#### [Task details]
Among the entries below, copy every line that carries the word "async".

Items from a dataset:
☆ ☆ ☆
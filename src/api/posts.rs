//! Posts JSON API

use axum::{
    extract::{Path, State},
    http::StatusCode,
    response::IntoResponse,
    routing::get,
    Json, Router,
};
use serde::Serialize;

use crate::api::error::ApiError;
use crate::api::state::AppState;
use crate::models::{NewPost, Post, PostForm};
use crate::services::PostServiceError;

pub fn router() -> Router<AppState> {
    Router::new()
        .route("/posts", get(list_posts).post(create_post))
        .route("/posts/{slug}", get(get_post).put(update_post))
}

#[derive(Serialize)]
struct PostsResponse {
    posts: Vec<Post>,
}

#[derive(Serialize)]
struct PostResponse {
    post: Post,
}

/// Validate a submitted body, reporting every failing field in `details`
fn validate(form: &PostForm) -> Result<NewPost, ApiError> {
    form.validate().map_err(|errors| {
        ApiError::with_details(
            "VALIDATION_ERROR",
            "Post is missing required fields",
            serde_json::json!(errors),
        )
    })
}

/// A write rejected for reusing a slug is reported as 409
fn slug_conflict(err: PostServiceError, slug: &str) -> ApiError {
    if err.is_duplicate_slug() {
        ApiError::conflict(format!("Post with slug '{}' already exists", slug))
    } else {
        err.into()
    }
}

async fn list_posts(State(state): State<AppState>) -> Result<impl IntoResponse, ApiError> {
    let posts = state.post_service.list().await?;
    Ok(Json(PostsResponse { posts }))
}

async fn get_post(
    State(state): State<AppState>,
    Path(slug): Path<String>,
) -> Result<impl IntoResponse, ApiError> {
    match state.post_service.get_by_slug(&slug).await? {
        Some(post) => Ok(Json(PostResponse { post })),
        None => Err(ApiError::not_found(format!("Post {} not found", slug))),
    }
}

async fn create_post(
    State(state): State<AppState>,
    Json(form): Json<PostForm>,
) -> Result<impl IntoResponse, ApiError> {
    let input = validate(&form)?;
    let slug = input.slug.clone();
    let post = state
        .post_service
        .create(input)
        .await
        .map_err(|e| slug_conflict(e, &slug))?;
    Ok((StatusCode::CREATED, Json(PostResponse { post })))
}

async fn update_post(
    State(state): State<AppState>,
    Path(slug): Path<String>,
    Json(form): Json<PostForm>,
) -> Result<impl IntoResponse, ApiError> {
    let input = validate(&form)?;
    let target = input.slug.clone();
    let post = state
        .post_service
        .update(&slug, input)
        .await
        .map_err(|e| slug_conflict(e, &target))?;
    Ok(Json(PostResponse { post }))
}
☆ ☆ ☆
#### [Solution to this exercise]
async fn list_posts(State(state): State<AppState>) -> Result<impl IntoResponse, ApiError> {
async fn get_post(
async fn create_post(
async fn update_post(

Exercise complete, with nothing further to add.